城市野外导航：探索多模态大语言模型中基于网络规模知识的新兴导航能力 (City Navigation in the Wild: Exploring Emergent Navigation from Web-Scale Knowledge in MLLMs)

Leveraging multimodal large language models (MLLMs) to develop embodied agents offers significant promise for addressing complex real-world tasks. However, current evaluation benchmarks remain predominantly language-centric or heavily reliant on simulated environments, rarely probing the nuanced, knowledge-intensive reasoning essential for practical, real-world scenarios.
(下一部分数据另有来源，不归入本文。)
//! Snapshot views derived from live engine handles.

use serde::{Deserialize, Serialize};

use crate::info_hash::InfoHash;

/// Transfer state of a torrent.
#[derive(Debug, Clone, Copy, PartialEq, Serialize, Deserialize, Default)]
pub struct TorrentStatusView {
    /// Whether the transfer is paused.
    pub paused: bool,
    /// Completed fraction in `[0, 1]`.
    pub progress: f64,
    /// Upload rate in bytes per second.
    pub upload_rate: u64,
    /// Download rate in bytes per second.
    pub download_rate: u64,
}

impl TorrentStatusView {
    /// Clamp progress into the unit interval.
    #[must_use]
    pub fn normalised(mut self) -> Self {
        self.progress = self.progress.clamp(0.0, 1.0);
        self
    }
}

/// Static description of a torrent.
#[derive(Debug, Clone, PartialEq, Eq, Serialize, Deserialize)]
pub struct TorrentMetainfo {
    /// Display name.
    pub name: String,
    /// Number of pieces.
    pub pieces: u32,
    /// Whether the torrent is flagged private.
    pub private: bool,
}

/// Combined status and metainfo snapshot for one torrent.
#[derive(Debug, Clone, PartialEq, Serialize, Deserialize)]
pub struct TorrentRecord {
    /// Canonical identifier.
    pub info_hash: InfoHash,
    /// Display name.
    pub name: String,
    /// Whether the transfer is paused.
    pub paused: bool,
    /// Completed fraction in `[0, 1]`.
    pub progress: f64,
    /// Upload rate in bytes per second.
    pub upload_rate: u64,
    /// Download rate in bytes per second.
    pub download_rate: u64,
    /// Number of pieces.
    pub pieces: u32,
    /// Whether the torrent is flagged private.
    pub private: bool,
}

impl TorrentRecord {
    /// Merge the two views of a torrent into one record.
    #[must_use]
    pub fn from_parts(
        info_hash: InfoHash,
        status: TorrentStatusView,
        metainfo: TorrentMetainfo,
    ) -> Self {
        let status = status.normalised();
        Self {
            info_hash,
            name: metainfo.name,
            paused: status.paused,
            progress: status.progress,
            upload_rate: status.upload_rate,
            download_rate: status.download_rate,
            pieces: metainfo.pieces,
            private: metainfo.private,
        }
    }
}
//! RPC client for the daemon's `/rpc/{procedure}` surface.

use std::time::Duration;

use async_trait::async_trait;
use rarity_api_models::{
    AddTorrentRequest, FindTorrentRequest, FindTorrentResponse, InfoHash, InfoHashResponse,
    PROCEDURE_ADD_TORRENT, PROCEDURE_FIND_TORRENT, PROCEDURE_GET_TORRENT_METAINFO,
    PROCEDURE_GET_TORRENT_NAME, PROCEDURE_PAUSE_TORRENT, PROCEDURE_RESUME_TORRENT,
    ProblemDetails, TorrentMetainfo, TorrentNameResponse, TorrentTarget, rpc_path,
};
use reqwest::{Client, Url};
use serde::{Serialize, de::DeserializeOwned};
use thiserror::Error;
use tracing::debug;

const HEADER_REQUEST_ID: &str = "x-request-id";

/// Failures talking to the RPC server.
#[derive(Debug, Error)]
pub(crate) enum RemoteError {
    /// The server answered with a problem document.
    #[error("rpc procedure failed")]
    Problem {
        procedure: &'static str,
        problem: ProblemDetails,
        request_id: Option<String>,
    },
    /// The server answered with a non-success status and no problem document.
    #[error("rpc procedure returned an unexpected status")]
    Status {
        procedure: &'static str,
        status: u16,
        body: String,
    },
    /// The request never completed.
    #[error("rpc server unreachable")]
    Transport {
        procedure: &'static str,
        #[source]
        source: reqwest::Error,
    },
    /// A success reply did not match the expected shape.
    #[error("rpc reply could not be decoded")]
    Decode {
        procedure: &'static str,
        #[source]
        source: reqwest::Error,
    },
}

pub(crate) type RemoteResult<T> = Result<T, RemoteError>;

impl RemoteError {
    /// Text shown to chat users after `Failed:`.
    pub(crate) fn reply_text(&self) -> String {
        match self {
            Self::Problem { problem, .. } => problem
                .detail
                .clone()
                .unwrap_or_else(|| problem.title.clone()),
            Self::Status { status, body, .. } if body.trim().is_empty() => {
                format!("request failed with status {status}")
            }
            Self::Status { status, body, .. } => format!("{} (status {status})", body.trim()),
            Self::Transport { source, .. } => format!("rpc server unreachable: {source}"),
            Self::Decode { .. } => "unexpected reply from rpc server".to_string(),
        }
    }

    /// Procedure that failed.
    pub(crate) const fn procedure(&self) -> &'static str {
        match self {
            Self::Problem { procedure, .. }
            | Self::Status { procedure, .. }
            | Self::Transport { procedure, .. }
            | Self::Decode { procedure, .. } => procedure,
        }
    }

    /// Server-assigned request identifier, when the server answered.
    pub(crate) fn request_id(&self) -> Option<&str> {
        match self {
            Self::Problem { request_id, .. } => request_id.as_deref(),
            _ => None,
        }
    }
}

/// Operations the bot needs from the daemon.
#[async_trait]
pub(crate) trait TorrentRemote: Send + Sync {
    async fn add_torrent(&self, url: &str) -> RemoteResult<InfoHash>;
    async fn find_torrent(&self, pattern: &str) -> RemoteResult<FindTorrentResponse>;
    async fn pause_torrent(&self, info_hash: &InfoHash) -> RemoteResult<InfoHash>;
    async fn resume_torrent(&self, info_hash: &InfoHash) -> RemoteResult<InfoHash>;
    async fn get_torrent_metainfo(&self, info_hash: &InfoHash) -> RemoteResult<TorrentMetainfo>;
    async fn get_torrent_name(&self, info_hash: &InfoHash) -> RemoteResult<String>;
}

/// `reqwest` implementation of [`TorrentRemote`].
#[derive(Clone)]
pub(crate) struct RpcClient {
    client: Client,
    base_url: Url,
}

impl RpcClient {
    /// Build a client whose requests time out after `timeout`.
    pub(crate) fn new(base_url: Url, timeout: Duration) -> reqwest::Result<Self> {
        let client = Client::builder().timeout(timeout).build()?;
        Ok(Self::with_client(client, base_url))
    }

    pub(crate) const fn with_client(client: Client, base_url: Url) -> Self {
        Self { client, base_url }
    }

    fn endpoint(&self, procedure: &str) -> String {
        format!(
            "{}{}",
            self.base_url.as_str().trim_end_matches('/'),
            rpc_path(procedure)
        )
    }

    async fn call<B, T>(&self, procedure: &'static str, body: &B) -> RemoteResult<T>
    where
        B: Serialize + Sync,
        T: DeserializeOwned,
    {
        let response = self
            .client
            .post(self.endpoint(procedure))
            .json(body)
            .send()
            .await
            .map_err(|source| RemoteError::Transport { procedure, source })?;

        if !response.status().is_success() {
            return Err(classify_problem(procedure, response).await);
        }

        debug!(procedure, "rpc call succeeded");
        response
            .json::<T>()
            .await
            .map_err(|source| RemoteError::Decode { procedure, source })
    }
}

#[async_trait]
impl TorrentRemote for RpcClient {
    async fn add_torrent(&self, url: &str) -> RemoteResult<InfoHash> {
        let request = AddTorrentRequest {
            url: url.to_string(),
        };
        let reply: InfoHashResponse = self.call(PROCEDURE_ADD_TORRENT, &request).await?;
        Ok(reply.info_hash)
    }

    async fn find_torrent(&self, pattern: &str) -> RemoteResult<FindTorrentResponse> {
        let request = FindTorrentRequest {
            pattern: pattern.to_string(),
        };
        self.call(PROCEDURE_FIND_TORRENT, &request).await
    }

    async fn pause_torrent(&self, info_hash: &InfoHash) -> RemoteResult<InfoHash> {
        let reply: InfoHashResponse = self
            .call(PROCEDURE_PAUSE_TORRENT, &TorrentTarget::new(info_hash))
            .await?;
        Ok(reply.info_hash)
    }

    async fn resume_torrent(&self, info_hash: &InfoHash) -> RemoteResult<InfoHash> {
        let reply: InfoHashResponse = self
            .call(PROCEDURE_RESUME_TORRENT, &TorrentTarget::new(info_hash))
            .await?;
        Ok(reply.info_hash)
    }

    async fn get_torrent_metainfo(&self, info_hash: &InfoHash) -> RemoteResult<TorrentMetainfo> {
        self.call(PROCEDURE_GET_TORRENT_METAINFO, &TorrentTarget::new(info_hash))
            .await
    }

    async fn get_torrent_name(&self, info_hash: &InfoHash) -> RemoteResult<String> {
        let reply: TorrentNameResponse = self
            .call(PROCEDURE_GET_TORRENT_NAME, &TorrentTarget::new(info_hash))
            .await?;
        Ok(reply.name)
    }
}

/// Classify a non-success response into a [`RemoteError`].
async fn classify_problem(procedure: &'static str, response: reqwest::Response) -> RemoteError {
    let status = response.status().as_u16();
    let request_id = response
        .headers()
        .get(HEADER_REQUEST_ID)
        .and_then(|value| value.to_str().ok())
        .map(str::to_string);
    let bytes = response.bytes().await.unwrap_or_default();

    match serde_json::from_slice::<ProblemDetails>(&bytes) {
        Ok(problem) => RemoteError::Problem {
            procedure,
            problem,
            request_id,
        },
        Err(_) => RemoteError::Status {
            procedure,
            status,
            body: String::from_utf8_lossy(&bytes).to_string(),
        },
    }
}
To bridge this critical gap, we introduce the task of Sparsely Grounded Visual Navigation, explicitly designed to evaluate the sequential decision-making abilities of MLLMs in challenging, knowledge-intensive real-world environment. We operationalize this task with CityNav, a comprehensive benchmark encompassing four diverse global cities, specifically constructed to assess raw MLLM-driven agents in city navigation. Agents are required to rely solely on visual inputs and internal multimodal reasoning to sequentially navigate 50+ decision points without additional environmental annotations or specialized architectural modifications. Crucially, agents must autonomously achieve localization through interpreting city-specific cues and recognizing landmarks, perform spatial reasoning, and strategically plan and execute routes to their destinations. Through extensive evaluations, we demonstrate that current state-of-the-art MLLMs, reasoning techniques (e.g., GEPA, chain-of-thought, reflection) and competitive baseline PReP significantly underperform in this challenging setting. To address this, we propose Verbalization of Path(VoP), which explicitly grounds the agent's internal reasoning by probing city-scale cognitive maps (key landmarks and directions toward the destination) from the MLLM, substantially enhancing navigation success. Project Webpage: https://dwipddalal.github.io/AgentNav/

翻译：利用多模态大语言模型（MLLMs）开发具身智能体，为解决复杂现实世界任务提供了重要前景。然而，当前评估基准仍主要侧重于语言能力或严重依赖模拟环境，很少探究实际现实场景所必需的、精细且知识密集的推理能力。为弥合这一关键差距，我们提出了稀疏接地视觉导航任务，该任务明确设计用于评估MLLMs在具有挑战性、知识密集的现实环境中的序列决策能力。我们通过CityNav基准实现该任务，该基准涵盖四个全球多样化城市，专门构建用于评估原始MLLM驱动智能体在城市导航中的表现。智能体需完全依赖视觉输入和内部多模态推理，在超过50个决策点上进行序列化导航，无需额外环境标注或专用架构修改。关键在于，智能体必须通过解读城市特定线索和识别地标实现自主定位，执行空间推理，并战略性地规划及执行通往目的地的路线。通过广泛评估，我们发现当前最先进的MLLMs、推理技术（如GEPA、思维链、反思机制）以及竞争性基线方法PReP在这一挑战性场景中均表现显著不足。为此，我们提出路径言语化方法，通过从MLLM中提取城市尺度认知地图（关键地标及通往目的地方向），显式地锚定智能体的内部推理过程，从而显著提升导航成功率。项目网页：https://dwipddalal.github.io/AgentNav/